Finally I could budget properly, I had paid for my accommodation so all I needed was the bus fare out to the airport in a few days’ time. Money was still tight, but I could afford some gigs, presents and records if I had one McDonald’s Big Mac a day. Never had any coffees, too much of a luxury. Headed down to Washington Square in Greenwich Village, the bohemian centre of Manhattan. On this overcast day there were few bohemians about, just a squirrel under a tree.
Visited some local art galleries and record shops and discovered the wonder of the cut-out, which are discounted records with a hole punched through the sleeve or a small triangle lopped off the corner. The artist received zero income from these overstocked “promotional” items. After rifling through many bargain bins I bought several records, the most memorable being Caught Up by Millie Jackson for 99 cents, which I still treasure. There were record shops like Free Being in nearly every street, all gone now.
I also found Gerde’s Folk City, where Bob Dylan had been discovered in 1961 supporting John Lee Hooker, and had an awful photo taken in front of the venue.
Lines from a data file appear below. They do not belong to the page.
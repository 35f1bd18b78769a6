//! Turning ids generated by a model back into text.
//!
//! Nothing in the encoding path can produce an id outside the vocabulary, but a model's output
//! layer can be wider than the tokenizer's vocabulary, so generated ids have to be checked.
use crate::{Result, TokenId, Tokenizer, VocabBoundsSnafu};
use snafu::ensure;
use tracing::*;

/// Replace every id at or beyond `vocab_size` with `pad_id`.
pub fn clamp_to_vocab(ids: &[TokenId], vocab_size: usize, pad_id: TokenId) -> Vec<TokenId> {
    ids.iter()
        .map(|&id| if id < vocab_size { id } else { pad_id })
        .collect()
}

/// Fail on the first id that isn't in a vocabulary of `vocab_size` ids.
pub fn check_vocab_bounds(ids: &[TokenId], vocab_size: usize) -> Result<()> {
    for &id in ids {
        ensure!(id < vocab_size, VocabBoundsSnafu { id, vocab_size });
    }

    Ok(())
}

/// Decode model output, replacing every id the tokenizer can't decode with `pad_id` first.
///
/// That covers ids at or beyond the vocab size as well as any holes the tokenizer has in its id
/// range.
pub fn decode_generated(tokenizer: &dyn Tokenizer, ids: &[TokenId], pad_id: TokenId) -> Result<String> {
    let clamped: Vec<TokenId> = ids
        .iter()
        .map(|&id| if tokenizer.contains_id(id) { id } else { pad_id })
        .collect();

    let num_clamped = ids.iter().filter(|&&id| !tokenizer.contains_id(id)).count();
    if num_clamped > 0 {
        warn!(
            num_clamped,
            vocab_size = tokenizer.vocab_size(),
            "Generated ids outside of the vocabulary were replaced with padding"
        );
    }

    tokenizer.decode(&clamped)
}
//! `HYPERLINK` formulas pointing at a sheet of another workbook

/// Display text of every link
pub const LINK_LABEL: &str = "Open Sheet";

/// Longest link location spreadsheet applications follow from a `HYPERLINK` formula
pub const LINK_LOCATION_LIMIT: usize = 255;

/// Builds `=HYPERLINK("<path>#'<sheet>'!A1", "Open Sheet")`.
///
/// Apostrophes in the sheet name are doubled inside the quoted sheet reference,
/// then double quotes are doubled for the formula string literal.
pub fn link_formula(path: &str, sheet_name: &str) -> String {
    format!(
        "=HYPERLINK(\"{}\", \"{LINK_LABEL}\")",
        string_literal(&link_location(path, sheet_name))
    )
}

/// Quoted reference to cell A1 of `sheet_name`
pub fn sheet_reference(sheet_name: &str) -> String {
    format!("'{}'!A1", sheet_name.replace('\'', "''"))
}

/// Link target before formula escaping
pub(crate) fn link_location(path: &str, sheet_name: &str) -> String {
    format!("{path}#{}", sheet_reference(sheet_name))
}

fn string_literal(value: &str) -> String {
    value.replace('"', "\"\"")
}
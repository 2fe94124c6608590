use crate::error::MasterIndexError;
use crate::error::ResultOptionChain;
use crate::helpers::biff8::Biff8Reader;
use crate::helpers::cfb::Cfb;
use crate::match_biff8_record;
use crate::spreadsheet::SpreadsheetError;
use thiserror::Error;

// BIFF record type identifiers of the workbook globals substream
const EOF: u16 = 10;           // End of file record marking the end of a substream
const FILE_PASS: u16 = 47;     // File password protection record
const CODE_PAGE: u16 = 66;     // Workbook code page
const BOUND_SHEET8: u16 = 133; // Worksheet definition and position
const BOF: u16 = 2057;         // Beginning of file record for substreams

// BOF versions
const BIFF5: u16 = 0x0500;
const BIFF8: u16 = 0x0600;

/// Error types specific to XLS file parsing
#[derive(Error, Debug)]
pub enum XlsError {
    /// Invalid character encoding code page encountered
    #[error("Invalid Code page '{0}'")]
    CodePageError(u16),

    /// Workbook stream does not open with a BOF record
    #[error("Workbook stream does not start with a BOF record")]
    MissingBofError,

    /// BIFF version other than BIFF5 or BIFF8
    #[error("Unsupported BIFF version '{0:#06x}'")]
    VersionError(u16),
}

/// Lists the sheet names of an Excel 95-2003 workbook in workbook order
///
/// # Arguments
/// * `cfb` - Compound file holding the `Workbook` (BIFF8) or `Book` (BIFF5) stream
pub(super) fn read_sheet_names(cfb: &Cfb) -> Result<Vec<String>, MasterIndexError> {
    let mut reader = cfb.read("Workbook")
        .ok_none_else(|| cfb.read("Book"))?
        .map(Biff8Reader::new)
        .ok_or(SpreadsheetError::UnsupportedFormatError)?;
    let sheets = load_sheet_names(&mut reader)?;
    if sheets.is_empty() {
        Err(SpreadsheetError::SpreadsheetEmptyError)?
    }
    Ok(sheets)
}

/// Walks the globals substream up to its EOF record collecting `BoundSheet8` names
fn load_sheet_names(reader: &mut Biff8Reader) -> Result<Vec<String>, MasterIndexError> {
    if reader.next()? != Some(BOF) {
        Err(XlsError::MissingBofError)?
    }
    let version = reader.read_u16()?;
    if version != BIFF5 && version != BIFF8 {
        Err(XlsError::VersionError(version))?
    }

    let mut sheets = Vec::new();
    match_biff8_record!(reader => {
        EOF => break,
        FILE_PASS => Err(SpreadsheetError::SpreadsheetPasswordProtectedError)?,
        // BIFF8 names are Unicode, only BIFF5 byte strings need the code page
        CODE_PAGE if version == BIFF5 => {
            let code_page = reader.read_u16()?;
            reader.encoding = codepage::to_encoding(code_page).ok_or(XlsError::CodePageError(code_page))?;
        }
        BOUND_SHEET8 => {
            // lbPlyPos, hsState and dt precede the name
            reader.skip(6)?;
            let sheet_name = if version == BIFF8 {
                reader.read_short_xl_unicode_string()?
            } else {
                reader.read_short_byte_string()?
            };
            sheets.push(sheet_name);
        }
    });
    Ok(sheets)
}
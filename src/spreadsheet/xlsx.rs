//! Excel 2007+ XML workbook part (.xlsx, .xlsm)
use crate::error::MasterIndexError;
use crate::helpers::xml::XmlNodeHelper;
use crate::helpers::zip::ZipHelper;
use crate::match_xml_events;
use quick_xml::events::Event;
use std::io::Read;
use std::io::Seek;
use zip::ZipArchive;

const TAG_SHEET: &[u8] = b"sheet";
const TAG_SHEETS: &[u8] = b"sheets";

/// Reads the `<sheet name>` entries of the workbook part in declaration order
pub(super) fn load_sheet_names<RS: Read + Seek>(zip: &mut ZipArchive<RS>, workbook: &str) -> Result<Vec<String>, MasterIndexError> {
    let mut reader = zip.required_xml_reader(workbook)?;
    let mut sheets = Vec::new();
    match_xml_events!(reader => {
        Event::Start(event) if event.local_name().as_ref() == TAG_SHEET => {
            if let Some(name) = event.get_attribute_value("name")? {
                sheets.push(name.into_owned());
            }
        }
        Event::End(event) if event.local_name().as_ref() == TAG_SHEETS => break,
    });
    Ok(sheets)
}
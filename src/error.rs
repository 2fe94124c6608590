use std::path::PathBuf;
use thiserror::Error;

/// Main error type for the master index builder.
/// Aggregates errors from various sources including standard library, dependencies, and internal modules.
#[derive(Error, Debug)]
pub enum MasterIndexError {
    #[error("{0}")]
    WithContextError(String),

    /// The target directory is missing or cannot be listed.
    #[error("Cannot read directory '{}': {source}", path.display())]
    DirectoryAccess {
        path: PathBuf,
        source: std::io::Error,
    },

    /// The master index could not be persisted.
    #[error("Cannot write '{}': {source}", path.display())]
    OutputWrite {
        path: PathBuf,
        source: Box<MasterIndexError>,
    },

    // Standard library errors
    #[error("{0}")]
    IoError(#[from] std::io::Error),

    // Third-party library errors
    #[error("{0}")]
    PatternError(#[from] glob::PatternError),

    #[error("{0}")]
    ZipError(#[from] zip::result::ZipError),

    #[error("{0}")]
    XmlError(#[from] quick_xml::Error),

    #[error("{0}")]
    XmlAttributeError(#[from] quick_xml::events::attributes::AttrError),

    // Helper module errors
    #[error("{0}")]
    CfbHelperError(#[from] crate::helpers::cfb::CfbError),

    #[error("{0}")]
    Biff8HelperError(#[from] crate::helpers::biff8::Biff8Error),

    #[error("{0}")]
    Biff12HelperError(#[from] crate::helpers::biff12::Biff12Error),

    // Spreadsheet module errors
    #[error("{0}")]
    SpreadsheetError(#[from] crate::spreadsheet::SpreadsheetError),

    #[error("{0}")]
    XlsError(#[from] crate::spreadsheet::xls::XlsError),

    // Workbook module errors
    #[error("{0}")]
    WorkbookError(#[from] crate::workbook::WorkbookError),
}

pub(crate) trait ResultOptionChain {
    fn ok_none_else<F>(self, f: F) -> Self
    where
        F: FnOnce() -> Self;
}

impl<T, E> ResultOptionChain for Result<Option<T>, E> {
    fn ok_none_else<F>(self, f: F) -> Self
    where
        F: FnOnce() -> Self,
    {
        match self {
            Ok(None) => f(),
            _ => self,
        }
    }
}

pub(crate) trait ResultMessage {
    fn with_prefix(self, message: &str) -> Self;
}

impl<T> ResultMessage for Result<T, MasterIndexError> {
    fn with_prefix(self, message: &str) -> Self {
        self.map_err(|e| MasterIndexError::WithContextError(format!("{}: {}", message, e)))
    }
}
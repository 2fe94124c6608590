//! Logging setup for the command line shell.
//!
//! Installs a global tracing subscriber writing to stderr, so log output never
//! mixes with the progress lines and summary printed on stdout.

use std::sync::OnceLock;

use tracing_subscriber::{EnvFilter, Registry, fmt, prelude::*};

/// Directive used when `RUST_LOG` is unset or invalid.
pub const DEFAULT_DIRECTIVE: &str = "warn";

static INITIALIZED: OnceLock<()> = OnceLock::new();

/// Errors that may occur while initializing logging.
#[derive(Debug, thiserror::Error)]
pub enum LoggingError {
    /// Failed to set the global tracing subscriber.
    #[error("Failed to install global tracing subscriber: {0}")]
    SetGlobal(tracing::subscriber::SetGlobalDefaultError),
}

/// Initialize tracing to write to stderr.
///
/// Subsequent calls are no-ops. Failures are returned so callers can continue
/// without logs.
pub fn init() -> Result<(), LoggingError> {
    if INITIALIZED.get().is_some() {
        return Ok(());
    }

    let stderr_layer = fmt::layer()
        .with_target(false)
        .with_writer(std::io::stderr);
    let subscriber = Registry::default()
        .with(build_env_filter())
        .with(stderr_layer);
    tracing::subscriber::set_global_default(subscriber).map_err(LoggingError::SetGlobal)?;
    let _ = INITIALIZED.set(());

    tracing::debug!("Logging initialized");
    Ok(())
}

fn build_env_filter() -> EnvFilter {
    EnvFilter::try_from_default_env().unwrap_or_else(|_| EnvFilter::new(DEFAULT_DIRECTIVE))
}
That evening I was due to see Roger McGuinn and his new band Thunderbyrd at The Bottom Line, which was nearby. Playing a flowing 12-string guitar he had been the lynchpin in The Byrds, who had helped popularise the songs of Bob Dylan in ’65, as well as starting country rock in ’68 with Sweetheart of the Rodeo. Had a bit of trouble finding the venue because the grid pattern streets suddenly become strange triangles around Cooper Square. As a club The Bottom Line was smarter than most rock venues, with a proper canopy outside and plush inside. We were all seated at tables and there was waitress service, no smoking allowed. It started off like a country hoe-down with Byron Berline on violin, this would be as far South as I would get. A few beers in and Roger McGuinn appears and starts off in good old country rock vein, but he’s a performer and a showman, he ups the tempo and drops in several classic 60s songs by The Byrds, ending with rousing renditions of So You Want To Be A Rock ’N’ Roll Star and Eight Miles High. It is a satisfying show, you can see him working hard, but it already feels locked in aspic.